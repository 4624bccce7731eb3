//! Consumer demo.
//!
//! Prints every tick delivered from the `rhtest` fanout exchange and reports
//! gaps in the sequence, e.g. the message lost while the broker restarted.
//!
//! Run with: cargo run --example consume
//!
//! Requires: RabbitMQ on `WARREN_HOST` (default localhost:5672)
mod common;

use common::{broker_config, init_logging, Tick};
use tokio::sync::mpsc;
use warren::Reader;

#[tokio::main]
async fn main() -> anyhow::Result<()> {
    // ---
    init_logging();

    let reader = Reader::connect(broker_config("warren-consume"), "rhtest", "fanout+ad", "").await?;

    let (tx, mut rx) = mpsc::channel(1024);
    reader.start_eating(tx).await?;
    println!("eating from queue {:?}, Ctrl+C to stop", reader.queue_name());

    let mut last = 0;
    loop {
        tokio::select! {
            delivery = rx.recv() => {
                let Some(delivery) = delivery else { break };
                let tick: Tick = serde_json::from_slice(&delivery.body)?;
                if last != 0 && tick.seq != last + 1 {
                    println!("gap: {} -> {}", last, tick.seq);
                }
                last = tick.seq;
                println!("tick {} (sent at {})", tick.seq, tick.sent_at_ms);
            }
            _ = tokio::signal::ctrl_c() => break,
        }
    }

    reader.close().await;
    Ok(())
}
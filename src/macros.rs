// src/macros.rs

//
// Crate-internal logging facade.
//
// With `logging`, every event goes to tracing under the "warren" target so
// applications can filter the whole crate with one directive
// (RUST_LOG=warren=debug). Without it, errors are written to stderr with a
// "warren:" prefix and everything else compiles away.
//

#![allow(unused_macros)]

#[cfg(feature = "logging")]
macro_rules! log_error {
    ($($arg:tt)*) => {
        tracing::error!(target: "warren", $($arg)*)
    };
}

#[cfg(feature = "logging")]
macro_rules! log_warn {
    ($($arg:tt)*) => {
        tracing::warn!(target: "warren", $($arg)*)
    };
}

#[cfg(feature = "logging")]
macro_rules! log_info {
    ($($arg:tt)*) => {
        tracing::info!(target: "warren", $($arg)*)
    };
}

#[cfg(feature = "logging")]
macro_rules! log_debug {
    ($($arg:tt)*) => {
        tracing::debug!(target: "warren", $($arg)*)
    };
}

// --------------------
// logging disabled
// --------------------

#[cfg(not(feature = "logging"))]
macro_rules! log_error {
    ($($arg:tt)*) => {
        eprintln!("warren: {}", format_args!($($arg)*))
    };
}

// Arguments are still type-checked so both feature sets see the same code.
#[cfg(not(feature = "logging"))]
macro_rules! log_silent {
    ($($arg:tt)*) => {{
        let _ = format_args!($($arg)*);
    }};
}

#[cfg(not(feature = "logging"))]
macro_rules! log_warn {
    ($($arg:tt)*) => {
        $crate::macros::log_silent!($($arg)*)
    };
}

#[cfg(not(feature = "logging"))]
macro_rules! log_info {
    ($($arg:tt)*) => {
        $crate::macros::log_silent!($($arg)*)
    };
}

#[cfg(not(feature = "logging"))]
macro_rules! log_debug {
    ($($arg:tt)*) => {
        $crate::macros::log_silent!($($arg)*)
    };
}

#[cfg(not(feature = "logging"))]
pub(crate) use log_silent;

pub(crate) use log_debug;
pub(crate) use log_error;
pub(crate) use log_info;
pub(crate) use log_warn;
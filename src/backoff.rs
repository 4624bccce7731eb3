//! Reconnect backoff.
//!
//! [`Backoff`] turns a [`BackoffConfig`] into the sequence of delays the
//! supervisor sleeps between reconnect attempts:
//!
//! - First delay: `initial_delay` (with jitter)
//! - Subsequent delays: `min(previous * multiplier, max_delay)` (with jitter)
//! - Jitter: ±25% randomization so clients that lost the same broker do not
//!   reconnect in lockstep
//!
//! There is no attempt limit; the supervisor keeps going until it connects
//! or is closed.

use std::collections::hash_map::RandomState;
use std::hash::BuildHasher;
use std::time::Duration;

use crate::BackoffConfig;

/// Stateful delay generator for one reconnect episode.
#[derive(Debug, Clone)]
pub(crate) struct Backoff {
    config: BackoffConfig,
    current: Duration,
    attempts: u32,
}

impl Backoff {
    pub(crate) fn new(config: &BackoffConfig) -> Self {
        Self {
            config: config.clone(),
            current: config.initial_delay,
            attempts: 0,
        }
    }

    /// Number of delays handed out so far.
    pub(crate) fn attempts(&self) -> u32 {
        self.attempts
    }

    /// Delay to wait before the next attempt.
    pub(crate) fn next_delay(&mut self) -> Duration {
        // ---
        let delay = apply_jitter(self.current).min(self.config.max_delay);
        self.attempts = self.attempts.saturating_add(1);

        let next =
            Duration::from_secs_f64(self.current.as_secs_f64() * self.config.multiplier as f64);
        self.current = next.min(self.config.max_delay);

        delay
    }
}

/// Apply ±25% jitter to a duration.
///
/// Uses a simple multiplicative jitter: `delay * (0.75 + random(0.0..0.5))`
fn apply_jitter(delay: Duration) -> Duration {
    // ---
    let random_state = RandomState::new();
    let hash = random_state.hash_one(std::time::SystemTime::now());

    let random_factor = (hash % 1000) as f64 / 1000.0;
    let jitter_multiplier = 0.75 + (random_factor * 0.5);

    Duration::from_secs_f64(delay.as_secs_f64() * jitter_multiplier)
}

(Work to be completed): Looking at the data above, return every line from the one with "until it connects" down to the one with "pub(crate) struct Backoff", exactly and inclusively.

(Solution to this task):
//! There is no attempt limit; the supervisor keeps going until it connects
//! or is closed.

use std::collections::hash_map::RandomState;
use std::hash::BuildHasher;
use std::time::Duration;

use crate::BackoffConfig;

/// Stateful delay generator for one reconnect episode.
#[derive(Debug, Clone)]
pub(crate) struct Backoff {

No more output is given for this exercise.